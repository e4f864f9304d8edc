//! File helpers for exercising file-backed value sources.

use std::fs;
use std::io::Write;
use std::path::{Path, PathBuf};

use anyhow::{Context, Result};
use tempfile::{NamedTempFile, TempDir};

/// Create a scratch directory that is removed when the handle drops.
///
/// # Errors
///
/// Returns an error when the directory cannot be created.
pub fn scratch_dir() -> Result<TempDir> {
    tempfile::Builder::new()
        .prefix("rtc-test-")
        .tempdir()
        .context("failed to create scratch directory")
}

/// Write `contents` to `dir/name` in place, truncating any previous content.
///
/// # Errors
///
/// Returns an error when the file cannot be written.
pub fn write_file(dir: &Path, name: &str, contents: &str) -> Result<PathBuf> {
    let path = dir.join(name);
    fs::write(&path, contents).with_context(|| format!("failed to write {}", path.display()))?;
    Ok(path)
}

/// Replace `dir/name` by writing a sibling temp file and renaming it over
/// the target, the way editors and config management tools publish files.
///
/// # Errors
///
/// Returns an error when the temp file cannot be written or persisted.
pub fn write_atomic(dir: &Path, name: &str, contents: &str) -> Result<PathBuf> {
    let path = dir.join(name);
    let mut staged = NamedTempFile::new_in(dir)
        .with_context(|| format!("failed to stage temp file in {}", dir.display()))?;
    staged
        .write_all(contents.as_bytes())
        .context("failed to write staged contents")?;
    staged.flush().context("failed to flush staged contents")?;
    staged
        .persist(&path)
        .with_context(|| format!("failed to persist {}", path.display()))?;
    Ok(path)
}

#[cfg(test)]
mod tests {
    use super::*;

    #[test]
    fn write_atomic_replaces_existing_content() -> Result<()> {
        let dir = scratch_dir()?;
        let path = write_file(dir.path(), "values.yaml", "a: 1\n")?;
        let replaced = write_atomic(dir.path(), "values.yaml", "a: 2\n")?;
        assert_eq!(path, replaced);
        assert_eq!(fs::read_to_string(&path)?, "a: 2\n");
        Ok(())
    }

    #[test]
    fn write_atomic_creates_missing_file() -> Result<()> {
        let dir = scratch_dir()?;
        let path = write_atomic(dir.path(), "fresh.yaml", "b: x\n")?;
        assert!(path.exists());
        let leftovers = fs::read_dir(dir.path())?.count();
        assert_eq!(leftovers, 1);
        Ok(())
    }
}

PROBLEM STATEMENT: Find the lines above that include the string "format" and copy them.

RESULT:
    fs::write(&path, contents).with_context(|| format!("failed to write {}", path.display()))?;
        .with_context(|| format!("failed to stage temp file in {}", dir.display()))?;
        .with_context(|| format!("failed to persist {}", path.display()))?;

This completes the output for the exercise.